Twilio states that at this time there is no indication or evidence of any other customer data having been exposed, or that Twilio’s repositories were altered by the attackers in any manner.
As a part of its investigation activities, the company has additionally conducted an automated search for finding any exposed secrets and manually analyzed the findings.
Further, the company has rotated all secrets that could have been possibly exposed in the repositories, as a result of the Codecov supply-chain attack.
Twilio has also taken steps to detect such incidents in the future, such as scanning GitHub pull requests in real-time to spot any exposed secrets and common insecure coding practices.
Twilio not the only company to be impacted
Twilio is not the first or the only company to be impacted by the Codecov supply-chain attack.
Last month, as reported by BleepingComputer, HashiCorp had disclosed that their GPG private key had been exposed in the attack.
This key had been used for signing and verifying software releases, and therefore had to be rotated.
Since then, several other Codecov clients have had to rotate their credentials. Whether or not they have been impacted, and in what capacity, remains a mystery.
Prior to the breach having been spotted by Codecov, the Bash Uploader was in use by thousands of open-source projects:
Similarly, BleepingComputer also came across a discussion among Mozilla Firefox community members who acknowledged rotating secrets following the Codecov attack.
We did rotate all secrets last week already.
This is a _new_ email, saying there’s new information after login.
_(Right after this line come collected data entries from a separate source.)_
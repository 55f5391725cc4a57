//! In-process volatile store honoring expiry and glob patterns.

use super::store::{CacheLookup, StoreStats, VolatileStore};
use async_trait::async_trait;
use parking_lot::Mutex;
use shaku::Component;
use std::collections::HashMap;
use std::sync::atomic::{AtomicBool, AtomicU64, Ordering};
use std::time::{Duration, Instant};

/// Single-process [`VolatileStore`].
///
/// Availability can be switched off to exercise the degraded paths of the
/// cache layer; while off it behaves like an unreachable Redis.
#[derive(Component, Debug)]
#[shaku(interface = VolatileStore)]
pub struct MemoryStore {
    entries: Mutex<HashMap<String, (Vec<u8>, Instant)>>,
    #[shaku(default = AtomicBool::new(true))]
    available: AtomicBool,
    hits: AtomicU64,
    misses: AtomicU64,
    commands: AtomicU64,
}

impl MemoryStore {
    #[must_use]
    pub fn new() -> Self {
        Self {
            entries: Mutex::new(HashMap::new()),
            available: AtomicBool::new(true),
            hits: AtomicU64::new(0),
            misses: AtomicU64::new(0),
            commands: AtomicU64::new(0),
        }
    }

    pub fn set_available(&self, available: bool) {
        self.available.store(available, Ordering::Release);
    }

    /// Live keys matching `pattern`, sorted.
    #[must_use]
    pub fn keys(&self, pattern: &str) -> Vec<String> {
        let now = Instant::now();
        let mut keys: Vec<String> = self
            .entries
            .lock()
            .iter()
            .filter(|(key, (_, expires_at))| *expires_at > now && glob_match(pattern, key))
            .map(|(key, _)| key.clone())
            .collect();
        keys.sort();
        keys
    }

    #[must_use]
    pub fn contains_key(&self, key: &str) -> bool {
        self.entries
            .lock()
            .get(key)
            .is_some_and(|(_, expires_at)| *expires_at > Instant::now())
    }

    fn admit(&self) -> bool {
        self.commands.fetch_add(1, Ordering::Relaxed);
        self.available.load(Ordering::Acquire)
    }
}

impl Default for MemoryStore {
    fn default() -> Self {
        Self::new()
    }
}

#[async_trait]
impl VolatileStore for MemoryStore {
    async fn open(&self) -> bool {
        self.set_available(true);
        true
    }

    async fn close(&self) {
        self.set_available(false);
    }

    fn is_available(&self) -> bool {
        self.available.load(Ordering::Acquire)
    }

    async fn get(&self, key: &str) -> CacheLookup<Vec<u8>> {
        if !self.admit() {
            return CacheLookup::Unavailable;
        }
        let mut entries = self.entries.lock();
        match entries.get(key) {
            Some((value, expires_at)) if *expires_at > Instant::now() => {
                self.hits.fetch_add(1, Ordering::Relaxed);
                CacheLookup::Hit(value.clone())
            }
            Some(_) => {
                entries.remove(key);
                self.misses.fetch_add(1, Ordering::Relaxed);
                CacheLookup::Miss
            }
            None => {
                self.misses.fetch_add(1, Ordering::Relaxed);
                CacheLookup::Miss
            }
        }
    }

    async fn set_with_expiry(&self, key: &str, value: &[u8], ttl: Duration) -> bool {
        if !self.admit() {
            return false;
        }
        self.entries
            .lock()
            .insert(key.to_string(), (value.to_vec(), Instant::now() + ttl));
        true
    }

    async fn delete(&self, key: &str) -> bool {
        if !self.admit() {
            return false;
        }
        self.entries.lock().remove(key);
        true
    }

    async fn delete_by_pattern(&self, pattern: &str) -> Option<u64> {
        if !self.admit() {
            return None;
        }
        let now = Instant::now();
        let mut removed = 0u64;
        // Expired entries are purged without being counted.
        self.entries.lock().retain(|key, (_, expires_at)| {
            if !glob_match(pattern, key) {
                return true;
            }
            if *expires_at > now {
                removed += 1;
            }
            false
        });
        Some(removed)
    }

    async fn ping(&self) -> bool {
        self.admit()
    }

    async fn stats(&self) -> Option<StoreStats> {
        if !self.admit() {
            return None;
        }
        let now = Instant::now();
        let entries = self.entries.lock();
        let live = entries.values().filter(|(_, expires_at)| *expires_at > now);
        let (count, bytes) = live.fold((0u64, 0u64), |(count, bytes), (value, _)| {
            (count + 1, bytes + value.len() as u64)
        });

        Some(StoreStats {
            connected: true,
            used_memory_human: Some(format!("{bytes}B")),
            used_memory_bytes: Some(bytes),
            total_keys: count,
            connected_clients: Some(1),
            total_commands_processed: Some(self.commands.load(Ordering::Relaxed)),
            keyspace_hits: Some(self.hits.load(Ordering::Relaxed)),
            keyspace_misses: Some(self.misses.load(Ordering::Relaxed)),
        })
    }

    async fn flush_all(&self) -> bool {
        if !self.admit() {
            return false;
        }
        self.entries.lock().clear();
        true
    }
}

/// Redis-style glob: `*` matches any run, `?` any single character.
fn glob_match(pattern: &str, text: &str) -> bool {
    let pattern: Vec<char> = pattern.chars().collect();
    let text: Vec<char> = text.chars().collect();

    let (mut p, mut t) = (0, 0);
    let mut backtrack: Option<(usize, usize)> = None;

    while t < text.len() {
        match pattern.get(p) {
            Some('*') => {
                backtrack = Some((p, t));
                p += 1;
            }
            Some(&c) if c == '?' || c == text[t] => {
                p += 1;
                t += 1;
            }
            _ => match backtrack {
                Some((star_p, star_t)) => {
                    p = star_p + 1;
                    t = star_t + 1;
                    backtrack = Some((star_p, star_t + 1));
                }
                None => return false,
            },
        }
    }
    pattern[p..].iter().all(|&c| c == '*')
}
Except when I login there’s nothing.
(The blog post is updated and has Indicators of Compromise)
— jan-erik (@badboy_) April 30, 2021
Mozilla responded to us with:
“In response to Codecov’s breach which was announced on April 15, 2021, Mozilla’s security team coordinated the rotation of credentials and tokens pursuant to the guidance of Codecov.”
“No evidence of compromise was detected, and we don’t expect any impacts to Mozilla’s products or services,” a spokesperson for Mozilla told BleepingComputer.
Last week, Codecov began sending additional notifications to the impacted customers and disclosed a thorough list of Indicators of Compromise (IOCs), i.e. attacker IP addresses associated with this supply-chain attack.
Codecov users should scan their CI/CD environments and networks for any signs of compromise, and as a safeguard, rotate any and all secrets that may have been potentially exposed.